--- Task instructions ---
Which lines of the records below contain the word "OpenApiExtensionsTrait"? Report each of them in full.

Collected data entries
--------------------------------

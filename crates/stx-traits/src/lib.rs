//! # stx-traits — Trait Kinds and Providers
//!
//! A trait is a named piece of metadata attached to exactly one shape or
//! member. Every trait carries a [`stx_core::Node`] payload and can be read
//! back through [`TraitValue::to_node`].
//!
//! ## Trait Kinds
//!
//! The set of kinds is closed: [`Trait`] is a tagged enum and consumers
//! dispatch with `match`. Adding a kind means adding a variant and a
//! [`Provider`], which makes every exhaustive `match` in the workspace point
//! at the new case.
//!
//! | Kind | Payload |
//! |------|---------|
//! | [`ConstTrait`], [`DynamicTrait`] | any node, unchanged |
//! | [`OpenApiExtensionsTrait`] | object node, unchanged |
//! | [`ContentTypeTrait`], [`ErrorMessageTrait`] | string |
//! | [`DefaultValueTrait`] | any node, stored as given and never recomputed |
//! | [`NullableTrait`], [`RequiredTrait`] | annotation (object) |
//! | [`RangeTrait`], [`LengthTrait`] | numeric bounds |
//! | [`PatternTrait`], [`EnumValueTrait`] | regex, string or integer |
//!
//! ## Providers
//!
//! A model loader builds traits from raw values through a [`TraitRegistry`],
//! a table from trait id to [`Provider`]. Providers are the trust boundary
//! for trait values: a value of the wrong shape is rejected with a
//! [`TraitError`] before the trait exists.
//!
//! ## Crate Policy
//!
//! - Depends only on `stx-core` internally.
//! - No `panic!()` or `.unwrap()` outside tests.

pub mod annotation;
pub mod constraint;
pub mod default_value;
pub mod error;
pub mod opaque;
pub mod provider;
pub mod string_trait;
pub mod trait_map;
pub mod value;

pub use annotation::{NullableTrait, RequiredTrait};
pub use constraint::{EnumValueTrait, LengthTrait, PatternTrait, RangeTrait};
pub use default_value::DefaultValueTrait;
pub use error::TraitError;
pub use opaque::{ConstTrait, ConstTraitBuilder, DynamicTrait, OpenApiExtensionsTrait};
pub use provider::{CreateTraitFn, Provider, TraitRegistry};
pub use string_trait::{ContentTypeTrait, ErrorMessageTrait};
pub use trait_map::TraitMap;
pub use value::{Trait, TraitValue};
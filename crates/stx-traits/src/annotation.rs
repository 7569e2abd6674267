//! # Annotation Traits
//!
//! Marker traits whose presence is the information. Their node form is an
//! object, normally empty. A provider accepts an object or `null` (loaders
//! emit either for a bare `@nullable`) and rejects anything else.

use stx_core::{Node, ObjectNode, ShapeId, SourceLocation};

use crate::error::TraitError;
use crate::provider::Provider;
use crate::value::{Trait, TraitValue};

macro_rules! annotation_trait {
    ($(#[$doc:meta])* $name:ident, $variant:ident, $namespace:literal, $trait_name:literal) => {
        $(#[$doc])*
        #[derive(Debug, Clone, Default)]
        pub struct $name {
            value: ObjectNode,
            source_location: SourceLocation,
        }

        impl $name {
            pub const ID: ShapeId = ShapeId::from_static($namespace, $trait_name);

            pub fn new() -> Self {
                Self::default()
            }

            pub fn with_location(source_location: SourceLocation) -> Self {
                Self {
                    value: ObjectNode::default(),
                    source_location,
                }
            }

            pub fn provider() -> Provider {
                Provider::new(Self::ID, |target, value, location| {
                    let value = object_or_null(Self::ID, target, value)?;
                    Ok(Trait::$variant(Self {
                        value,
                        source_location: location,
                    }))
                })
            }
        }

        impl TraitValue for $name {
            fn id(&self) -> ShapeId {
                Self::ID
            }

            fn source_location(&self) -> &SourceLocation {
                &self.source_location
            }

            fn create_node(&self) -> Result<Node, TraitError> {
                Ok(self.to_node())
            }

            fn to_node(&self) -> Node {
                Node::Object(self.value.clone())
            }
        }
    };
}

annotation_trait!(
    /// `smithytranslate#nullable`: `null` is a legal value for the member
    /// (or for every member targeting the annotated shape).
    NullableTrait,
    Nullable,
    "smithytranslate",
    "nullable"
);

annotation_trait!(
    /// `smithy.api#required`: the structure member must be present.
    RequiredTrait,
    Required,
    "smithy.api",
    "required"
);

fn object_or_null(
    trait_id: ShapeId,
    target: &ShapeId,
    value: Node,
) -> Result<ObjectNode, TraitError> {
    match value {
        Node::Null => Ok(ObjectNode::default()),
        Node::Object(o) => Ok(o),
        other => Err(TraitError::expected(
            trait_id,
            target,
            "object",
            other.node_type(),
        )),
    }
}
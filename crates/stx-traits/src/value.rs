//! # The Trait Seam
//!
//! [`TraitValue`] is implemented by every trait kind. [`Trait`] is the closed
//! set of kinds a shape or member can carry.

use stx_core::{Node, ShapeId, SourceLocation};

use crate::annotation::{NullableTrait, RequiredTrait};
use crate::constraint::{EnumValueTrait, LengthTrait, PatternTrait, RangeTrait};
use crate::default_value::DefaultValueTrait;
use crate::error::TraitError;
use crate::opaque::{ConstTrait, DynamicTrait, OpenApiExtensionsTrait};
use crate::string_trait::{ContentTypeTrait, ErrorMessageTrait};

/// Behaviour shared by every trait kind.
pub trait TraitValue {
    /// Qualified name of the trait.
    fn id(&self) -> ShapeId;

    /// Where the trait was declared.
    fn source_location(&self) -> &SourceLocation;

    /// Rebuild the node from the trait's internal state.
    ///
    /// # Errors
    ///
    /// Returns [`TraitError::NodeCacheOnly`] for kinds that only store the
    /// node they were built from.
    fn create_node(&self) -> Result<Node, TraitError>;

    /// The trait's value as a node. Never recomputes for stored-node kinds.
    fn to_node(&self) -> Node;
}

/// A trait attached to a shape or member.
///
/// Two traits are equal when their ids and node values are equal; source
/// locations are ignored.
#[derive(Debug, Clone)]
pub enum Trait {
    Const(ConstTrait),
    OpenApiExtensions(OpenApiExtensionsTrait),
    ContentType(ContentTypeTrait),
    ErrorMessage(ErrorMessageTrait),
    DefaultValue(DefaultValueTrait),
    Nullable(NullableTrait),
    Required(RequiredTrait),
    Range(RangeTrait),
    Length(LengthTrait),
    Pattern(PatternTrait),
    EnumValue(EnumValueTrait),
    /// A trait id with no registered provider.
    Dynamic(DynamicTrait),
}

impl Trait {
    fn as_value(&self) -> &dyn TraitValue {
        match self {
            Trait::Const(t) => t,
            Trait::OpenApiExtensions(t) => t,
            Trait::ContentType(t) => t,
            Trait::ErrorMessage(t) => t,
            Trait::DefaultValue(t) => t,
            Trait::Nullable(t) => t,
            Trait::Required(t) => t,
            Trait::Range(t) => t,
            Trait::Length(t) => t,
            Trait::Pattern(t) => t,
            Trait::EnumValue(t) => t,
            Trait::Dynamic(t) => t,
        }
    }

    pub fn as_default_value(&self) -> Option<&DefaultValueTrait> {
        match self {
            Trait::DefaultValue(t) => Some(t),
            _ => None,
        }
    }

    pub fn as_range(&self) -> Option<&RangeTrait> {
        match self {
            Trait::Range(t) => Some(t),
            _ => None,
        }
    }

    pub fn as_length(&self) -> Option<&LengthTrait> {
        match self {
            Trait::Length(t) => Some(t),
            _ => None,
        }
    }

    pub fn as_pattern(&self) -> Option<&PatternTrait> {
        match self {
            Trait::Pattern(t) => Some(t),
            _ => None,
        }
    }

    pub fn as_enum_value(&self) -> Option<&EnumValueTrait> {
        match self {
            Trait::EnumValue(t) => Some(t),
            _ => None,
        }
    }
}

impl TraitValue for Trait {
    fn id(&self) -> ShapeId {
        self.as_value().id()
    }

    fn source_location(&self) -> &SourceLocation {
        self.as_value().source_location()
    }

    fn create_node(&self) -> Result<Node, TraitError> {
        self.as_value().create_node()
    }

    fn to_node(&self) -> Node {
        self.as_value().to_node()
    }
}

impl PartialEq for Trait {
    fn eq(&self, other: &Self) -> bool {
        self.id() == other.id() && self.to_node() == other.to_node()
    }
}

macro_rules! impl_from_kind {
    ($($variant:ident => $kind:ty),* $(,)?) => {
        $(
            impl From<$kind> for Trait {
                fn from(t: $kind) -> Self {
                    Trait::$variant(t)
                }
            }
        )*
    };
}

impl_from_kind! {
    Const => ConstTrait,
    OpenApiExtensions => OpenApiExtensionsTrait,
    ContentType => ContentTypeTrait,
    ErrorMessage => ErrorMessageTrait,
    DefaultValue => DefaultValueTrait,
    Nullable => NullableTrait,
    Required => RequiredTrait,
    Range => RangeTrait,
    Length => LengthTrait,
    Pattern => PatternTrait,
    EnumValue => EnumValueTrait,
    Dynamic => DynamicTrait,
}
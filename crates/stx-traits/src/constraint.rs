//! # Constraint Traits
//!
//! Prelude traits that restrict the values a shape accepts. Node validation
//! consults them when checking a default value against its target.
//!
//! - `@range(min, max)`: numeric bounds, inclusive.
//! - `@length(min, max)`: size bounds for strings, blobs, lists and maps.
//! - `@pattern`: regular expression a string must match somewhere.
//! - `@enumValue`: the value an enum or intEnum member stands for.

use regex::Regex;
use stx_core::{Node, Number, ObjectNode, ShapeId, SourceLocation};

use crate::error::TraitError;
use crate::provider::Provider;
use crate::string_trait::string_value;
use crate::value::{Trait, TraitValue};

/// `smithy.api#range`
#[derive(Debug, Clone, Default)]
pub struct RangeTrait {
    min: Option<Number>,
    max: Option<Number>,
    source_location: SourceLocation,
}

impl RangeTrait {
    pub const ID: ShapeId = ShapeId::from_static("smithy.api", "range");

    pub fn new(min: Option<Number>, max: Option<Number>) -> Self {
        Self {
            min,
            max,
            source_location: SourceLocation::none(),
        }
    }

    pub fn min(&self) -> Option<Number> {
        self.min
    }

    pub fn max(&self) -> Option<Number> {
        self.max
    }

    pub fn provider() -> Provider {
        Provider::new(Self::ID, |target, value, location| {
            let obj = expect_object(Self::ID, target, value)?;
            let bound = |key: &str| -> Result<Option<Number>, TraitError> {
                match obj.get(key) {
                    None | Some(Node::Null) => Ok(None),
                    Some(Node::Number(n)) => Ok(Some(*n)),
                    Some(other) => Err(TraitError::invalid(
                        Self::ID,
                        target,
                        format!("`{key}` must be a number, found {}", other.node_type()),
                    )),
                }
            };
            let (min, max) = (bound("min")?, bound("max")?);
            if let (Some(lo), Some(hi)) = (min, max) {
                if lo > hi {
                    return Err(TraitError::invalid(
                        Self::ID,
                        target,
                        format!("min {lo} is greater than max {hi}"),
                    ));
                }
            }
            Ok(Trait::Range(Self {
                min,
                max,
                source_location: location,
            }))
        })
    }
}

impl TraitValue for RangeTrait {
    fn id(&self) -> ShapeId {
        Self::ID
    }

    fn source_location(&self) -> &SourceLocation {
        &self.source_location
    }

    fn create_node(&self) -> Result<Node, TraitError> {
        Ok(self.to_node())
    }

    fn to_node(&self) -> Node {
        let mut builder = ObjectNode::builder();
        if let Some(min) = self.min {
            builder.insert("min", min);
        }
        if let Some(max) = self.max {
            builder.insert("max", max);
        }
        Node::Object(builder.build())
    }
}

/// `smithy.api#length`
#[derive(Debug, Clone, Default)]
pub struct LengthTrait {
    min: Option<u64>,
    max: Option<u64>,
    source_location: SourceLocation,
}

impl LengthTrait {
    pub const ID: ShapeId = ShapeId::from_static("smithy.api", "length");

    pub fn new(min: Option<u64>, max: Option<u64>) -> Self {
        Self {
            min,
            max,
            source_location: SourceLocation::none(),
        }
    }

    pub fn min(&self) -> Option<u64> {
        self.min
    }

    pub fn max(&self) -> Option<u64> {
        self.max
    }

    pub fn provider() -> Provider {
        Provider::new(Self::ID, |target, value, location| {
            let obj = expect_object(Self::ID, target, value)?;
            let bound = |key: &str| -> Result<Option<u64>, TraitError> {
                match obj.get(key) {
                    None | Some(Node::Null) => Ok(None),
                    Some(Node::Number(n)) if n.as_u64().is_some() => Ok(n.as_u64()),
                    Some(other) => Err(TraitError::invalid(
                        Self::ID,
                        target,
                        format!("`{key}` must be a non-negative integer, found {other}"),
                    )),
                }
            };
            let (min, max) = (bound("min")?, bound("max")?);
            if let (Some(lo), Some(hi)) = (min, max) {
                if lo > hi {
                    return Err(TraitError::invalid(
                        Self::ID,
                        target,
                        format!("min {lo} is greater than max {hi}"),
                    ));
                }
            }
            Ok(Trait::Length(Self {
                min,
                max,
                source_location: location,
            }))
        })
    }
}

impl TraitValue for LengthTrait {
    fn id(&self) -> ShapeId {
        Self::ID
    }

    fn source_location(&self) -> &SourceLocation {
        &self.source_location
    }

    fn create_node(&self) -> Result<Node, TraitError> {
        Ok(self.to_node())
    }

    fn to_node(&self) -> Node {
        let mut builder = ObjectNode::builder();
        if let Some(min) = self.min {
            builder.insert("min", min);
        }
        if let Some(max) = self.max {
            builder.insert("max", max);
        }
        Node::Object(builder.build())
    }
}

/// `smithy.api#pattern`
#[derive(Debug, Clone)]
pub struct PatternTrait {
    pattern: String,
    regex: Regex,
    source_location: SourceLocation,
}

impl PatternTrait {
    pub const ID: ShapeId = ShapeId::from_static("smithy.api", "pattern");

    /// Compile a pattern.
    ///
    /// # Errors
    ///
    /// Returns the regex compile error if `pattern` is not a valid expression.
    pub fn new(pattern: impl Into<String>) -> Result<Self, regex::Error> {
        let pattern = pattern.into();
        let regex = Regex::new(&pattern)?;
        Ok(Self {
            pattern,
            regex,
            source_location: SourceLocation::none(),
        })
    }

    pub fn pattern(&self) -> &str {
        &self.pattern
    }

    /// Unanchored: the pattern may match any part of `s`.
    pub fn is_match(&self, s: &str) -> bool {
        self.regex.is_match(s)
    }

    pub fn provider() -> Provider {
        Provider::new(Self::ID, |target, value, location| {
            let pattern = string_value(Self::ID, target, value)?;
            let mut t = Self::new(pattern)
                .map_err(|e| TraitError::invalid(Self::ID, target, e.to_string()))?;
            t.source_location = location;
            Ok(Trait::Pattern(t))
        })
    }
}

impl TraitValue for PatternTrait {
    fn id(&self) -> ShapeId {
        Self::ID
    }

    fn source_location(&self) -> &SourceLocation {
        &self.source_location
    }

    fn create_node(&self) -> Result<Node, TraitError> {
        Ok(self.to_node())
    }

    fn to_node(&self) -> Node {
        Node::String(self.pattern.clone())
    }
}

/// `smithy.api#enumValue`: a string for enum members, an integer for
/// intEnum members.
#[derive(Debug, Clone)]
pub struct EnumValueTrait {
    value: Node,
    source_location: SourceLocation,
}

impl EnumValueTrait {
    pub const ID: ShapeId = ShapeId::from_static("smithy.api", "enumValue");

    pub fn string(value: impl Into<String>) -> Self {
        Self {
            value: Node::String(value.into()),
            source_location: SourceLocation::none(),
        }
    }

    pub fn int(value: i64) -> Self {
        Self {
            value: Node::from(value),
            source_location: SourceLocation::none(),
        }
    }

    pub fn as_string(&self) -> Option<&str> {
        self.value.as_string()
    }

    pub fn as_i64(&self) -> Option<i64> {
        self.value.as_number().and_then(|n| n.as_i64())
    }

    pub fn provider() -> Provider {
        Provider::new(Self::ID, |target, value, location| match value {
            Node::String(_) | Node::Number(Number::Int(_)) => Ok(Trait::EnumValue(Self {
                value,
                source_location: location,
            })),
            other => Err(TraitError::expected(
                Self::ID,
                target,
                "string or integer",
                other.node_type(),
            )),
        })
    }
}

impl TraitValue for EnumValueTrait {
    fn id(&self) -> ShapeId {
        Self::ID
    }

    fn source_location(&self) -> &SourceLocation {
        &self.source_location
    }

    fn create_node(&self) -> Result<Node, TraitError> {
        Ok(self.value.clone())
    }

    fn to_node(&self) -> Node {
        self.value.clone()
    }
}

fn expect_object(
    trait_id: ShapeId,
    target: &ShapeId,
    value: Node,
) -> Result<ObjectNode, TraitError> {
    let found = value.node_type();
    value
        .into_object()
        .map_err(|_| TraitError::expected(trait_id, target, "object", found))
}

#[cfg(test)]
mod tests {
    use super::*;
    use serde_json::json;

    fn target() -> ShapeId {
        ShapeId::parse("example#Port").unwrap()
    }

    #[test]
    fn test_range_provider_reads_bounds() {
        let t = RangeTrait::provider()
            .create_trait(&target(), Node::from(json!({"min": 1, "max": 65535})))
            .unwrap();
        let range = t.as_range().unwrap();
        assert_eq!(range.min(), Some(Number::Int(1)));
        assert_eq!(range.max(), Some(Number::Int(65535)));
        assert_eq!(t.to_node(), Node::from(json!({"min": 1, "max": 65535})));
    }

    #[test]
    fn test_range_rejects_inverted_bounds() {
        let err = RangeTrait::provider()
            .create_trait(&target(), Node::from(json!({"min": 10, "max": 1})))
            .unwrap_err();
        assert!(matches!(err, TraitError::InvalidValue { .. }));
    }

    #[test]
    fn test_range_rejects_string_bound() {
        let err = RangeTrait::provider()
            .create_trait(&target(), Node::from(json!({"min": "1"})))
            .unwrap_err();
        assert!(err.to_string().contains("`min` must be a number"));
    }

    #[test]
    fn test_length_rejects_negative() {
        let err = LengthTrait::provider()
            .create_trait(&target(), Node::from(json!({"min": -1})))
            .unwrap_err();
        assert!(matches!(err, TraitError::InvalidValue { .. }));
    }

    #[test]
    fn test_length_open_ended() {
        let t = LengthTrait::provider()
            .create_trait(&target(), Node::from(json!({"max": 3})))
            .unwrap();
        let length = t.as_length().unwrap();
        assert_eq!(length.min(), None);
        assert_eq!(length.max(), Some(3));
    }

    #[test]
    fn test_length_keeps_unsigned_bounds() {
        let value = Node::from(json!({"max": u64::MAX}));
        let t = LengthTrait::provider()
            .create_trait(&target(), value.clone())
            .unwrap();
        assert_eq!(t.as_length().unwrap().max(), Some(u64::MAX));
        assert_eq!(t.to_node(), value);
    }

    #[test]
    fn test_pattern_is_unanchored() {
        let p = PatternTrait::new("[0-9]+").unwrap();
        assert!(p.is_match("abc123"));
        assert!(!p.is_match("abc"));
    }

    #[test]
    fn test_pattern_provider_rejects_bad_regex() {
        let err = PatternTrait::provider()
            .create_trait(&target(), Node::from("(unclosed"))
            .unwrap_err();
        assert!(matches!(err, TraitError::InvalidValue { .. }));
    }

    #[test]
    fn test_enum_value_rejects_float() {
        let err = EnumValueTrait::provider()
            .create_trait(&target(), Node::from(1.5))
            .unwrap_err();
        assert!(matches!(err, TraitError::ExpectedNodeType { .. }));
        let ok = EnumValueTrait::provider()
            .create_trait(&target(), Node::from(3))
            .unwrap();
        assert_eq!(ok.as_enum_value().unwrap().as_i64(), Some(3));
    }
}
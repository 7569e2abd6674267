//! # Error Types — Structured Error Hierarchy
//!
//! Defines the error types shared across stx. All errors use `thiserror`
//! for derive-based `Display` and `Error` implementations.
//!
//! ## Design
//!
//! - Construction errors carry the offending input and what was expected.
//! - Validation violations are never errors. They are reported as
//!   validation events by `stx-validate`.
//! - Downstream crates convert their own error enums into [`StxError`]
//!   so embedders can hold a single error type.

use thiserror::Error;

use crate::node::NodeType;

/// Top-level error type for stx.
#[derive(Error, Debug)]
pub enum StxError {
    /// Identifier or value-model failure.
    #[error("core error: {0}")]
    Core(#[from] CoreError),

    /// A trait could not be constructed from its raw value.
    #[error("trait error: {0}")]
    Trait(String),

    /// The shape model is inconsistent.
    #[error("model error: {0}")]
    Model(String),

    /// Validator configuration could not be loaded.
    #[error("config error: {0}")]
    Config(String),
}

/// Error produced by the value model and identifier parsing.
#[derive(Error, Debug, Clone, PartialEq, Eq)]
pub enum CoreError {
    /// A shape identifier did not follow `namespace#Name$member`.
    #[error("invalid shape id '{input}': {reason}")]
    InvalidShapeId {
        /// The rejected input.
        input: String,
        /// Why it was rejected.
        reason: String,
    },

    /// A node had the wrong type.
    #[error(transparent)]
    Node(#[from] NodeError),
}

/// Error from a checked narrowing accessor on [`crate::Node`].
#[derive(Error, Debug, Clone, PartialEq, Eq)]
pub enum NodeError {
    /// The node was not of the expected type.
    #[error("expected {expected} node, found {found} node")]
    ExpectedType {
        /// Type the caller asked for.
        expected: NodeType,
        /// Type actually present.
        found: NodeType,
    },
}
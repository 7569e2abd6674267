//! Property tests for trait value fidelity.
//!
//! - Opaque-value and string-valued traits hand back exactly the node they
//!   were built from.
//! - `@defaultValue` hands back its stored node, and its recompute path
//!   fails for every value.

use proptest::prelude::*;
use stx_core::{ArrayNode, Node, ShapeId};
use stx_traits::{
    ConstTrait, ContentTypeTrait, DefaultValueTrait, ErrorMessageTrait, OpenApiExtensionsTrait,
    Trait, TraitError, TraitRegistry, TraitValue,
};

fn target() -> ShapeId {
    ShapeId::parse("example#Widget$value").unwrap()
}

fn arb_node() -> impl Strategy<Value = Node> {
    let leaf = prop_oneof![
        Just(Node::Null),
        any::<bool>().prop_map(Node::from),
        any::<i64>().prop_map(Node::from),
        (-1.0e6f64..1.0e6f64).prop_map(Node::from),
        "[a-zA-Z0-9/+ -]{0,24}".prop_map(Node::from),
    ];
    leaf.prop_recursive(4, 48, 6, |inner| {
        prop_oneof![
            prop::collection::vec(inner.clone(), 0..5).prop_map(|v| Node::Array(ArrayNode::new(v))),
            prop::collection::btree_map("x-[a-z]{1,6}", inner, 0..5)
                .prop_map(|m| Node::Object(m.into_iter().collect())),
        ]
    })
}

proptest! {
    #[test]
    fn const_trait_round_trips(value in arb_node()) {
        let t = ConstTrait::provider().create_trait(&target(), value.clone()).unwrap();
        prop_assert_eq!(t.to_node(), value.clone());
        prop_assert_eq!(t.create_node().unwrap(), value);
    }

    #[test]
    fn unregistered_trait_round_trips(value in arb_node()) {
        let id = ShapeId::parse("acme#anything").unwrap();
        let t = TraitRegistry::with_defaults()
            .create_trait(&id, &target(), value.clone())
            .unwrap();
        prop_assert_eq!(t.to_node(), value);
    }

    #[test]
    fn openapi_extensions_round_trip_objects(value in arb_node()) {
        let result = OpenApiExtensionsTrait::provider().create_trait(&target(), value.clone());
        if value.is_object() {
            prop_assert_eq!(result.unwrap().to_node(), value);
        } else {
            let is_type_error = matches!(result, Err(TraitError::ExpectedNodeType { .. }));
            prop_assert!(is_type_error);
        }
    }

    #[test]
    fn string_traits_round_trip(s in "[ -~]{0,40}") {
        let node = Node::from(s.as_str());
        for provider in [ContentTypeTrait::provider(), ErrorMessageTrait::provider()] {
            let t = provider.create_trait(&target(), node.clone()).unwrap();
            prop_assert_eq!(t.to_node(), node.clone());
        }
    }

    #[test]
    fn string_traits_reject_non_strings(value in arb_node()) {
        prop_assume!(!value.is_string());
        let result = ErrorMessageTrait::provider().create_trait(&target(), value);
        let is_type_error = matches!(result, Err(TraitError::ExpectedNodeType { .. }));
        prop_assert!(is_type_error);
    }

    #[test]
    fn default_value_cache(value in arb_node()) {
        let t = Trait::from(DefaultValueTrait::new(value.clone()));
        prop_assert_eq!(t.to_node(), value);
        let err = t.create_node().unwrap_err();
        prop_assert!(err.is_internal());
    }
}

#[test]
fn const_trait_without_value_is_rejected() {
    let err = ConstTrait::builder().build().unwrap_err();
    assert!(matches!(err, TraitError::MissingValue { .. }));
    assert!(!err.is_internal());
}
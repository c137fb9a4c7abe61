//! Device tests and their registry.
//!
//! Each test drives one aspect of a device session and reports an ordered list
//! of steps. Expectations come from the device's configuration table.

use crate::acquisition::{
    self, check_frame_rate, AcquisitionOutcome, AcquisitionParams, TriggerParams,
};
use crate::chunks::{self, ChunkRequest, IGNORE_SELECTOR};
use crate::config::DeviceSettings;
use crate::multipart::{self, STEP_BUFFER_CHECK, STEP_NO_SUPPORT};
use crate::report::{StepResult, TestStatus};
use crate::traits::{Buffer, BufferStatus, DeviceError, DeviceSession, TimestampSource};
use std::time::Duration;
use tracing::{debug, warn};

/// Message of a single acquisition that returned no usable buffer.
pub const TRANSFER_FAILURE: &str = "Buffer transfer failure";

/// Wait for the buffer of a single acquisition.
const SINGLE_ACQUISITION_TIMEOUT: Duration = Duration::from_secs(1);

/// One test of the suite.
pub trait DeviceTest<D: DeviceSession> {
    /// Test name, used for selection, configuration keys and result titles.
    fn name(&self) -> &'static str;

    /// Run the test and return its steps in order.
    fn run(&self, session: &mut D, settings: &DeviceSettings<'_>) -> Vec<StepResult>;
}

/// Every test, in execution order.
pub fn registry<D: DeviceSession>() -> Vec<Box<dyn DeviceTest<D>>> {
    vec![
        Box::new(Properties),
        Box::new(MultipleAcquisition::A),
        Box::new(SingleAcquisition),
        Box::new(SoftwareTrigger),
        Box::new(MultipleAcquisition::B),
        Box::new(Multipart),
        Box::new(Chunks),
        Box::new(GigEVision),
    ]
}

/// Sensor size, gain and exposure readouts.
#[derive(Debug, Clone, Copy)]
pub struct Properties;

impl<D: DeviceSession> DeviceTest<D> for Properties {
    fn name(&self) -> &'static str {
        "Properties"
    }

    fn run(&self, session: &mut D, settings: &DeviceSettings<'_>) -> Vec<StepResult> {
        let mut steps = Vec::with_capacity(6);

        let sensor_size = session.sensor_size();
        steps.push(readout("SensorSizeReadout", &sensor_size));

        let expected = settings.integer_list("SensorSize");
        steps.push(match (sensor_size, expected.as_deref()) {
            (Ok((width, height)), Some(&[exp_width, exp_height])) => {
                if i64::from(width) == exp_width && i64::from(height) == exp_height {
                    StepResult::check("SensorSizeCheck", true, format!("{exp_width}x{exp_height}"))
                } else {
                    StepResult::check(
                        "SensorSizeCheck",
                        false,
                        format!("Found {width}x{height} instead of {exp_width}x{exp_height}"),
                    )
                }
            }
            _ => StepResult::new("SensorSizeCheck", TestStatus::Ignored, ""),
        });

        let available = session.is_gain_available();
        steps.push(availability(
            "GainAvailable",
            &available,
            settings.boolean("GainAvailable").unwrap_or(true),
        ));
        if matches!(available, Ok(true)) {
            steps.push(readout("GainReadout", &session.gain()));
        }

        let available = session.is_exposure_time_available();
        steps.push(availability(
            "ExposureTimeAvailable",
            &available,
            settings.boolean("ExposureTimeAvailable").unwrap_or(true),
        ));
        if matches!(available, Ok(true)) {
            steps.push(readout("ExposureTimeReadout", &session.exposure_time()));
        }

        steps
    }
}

--------------------------------

--- Answer box ---
//! | [`OpenApiExtensionsTrait`] | object node, unchanged |
pub use opaque::{ConstTrait, ConstTraitBuilder, DynamicTrait, OpenApiExtensionsTrait};
use crate::opaque::{ConstTrait, DynamicTrait, OpenApiExtensionsTrait};
    OpenApiExtensions(OpenApiExtensionsTrait),
    OpenApiExtensions => OpenApiExtensionsTrait,
    ConstTrait, ContentTypeTrait, DefaultValueTrait, ErrorMessageTrait, OpenApiExtensionsTrait,
        let result = OpenApiExtensionsTrait::provider().create_trait(&target(), value.clone());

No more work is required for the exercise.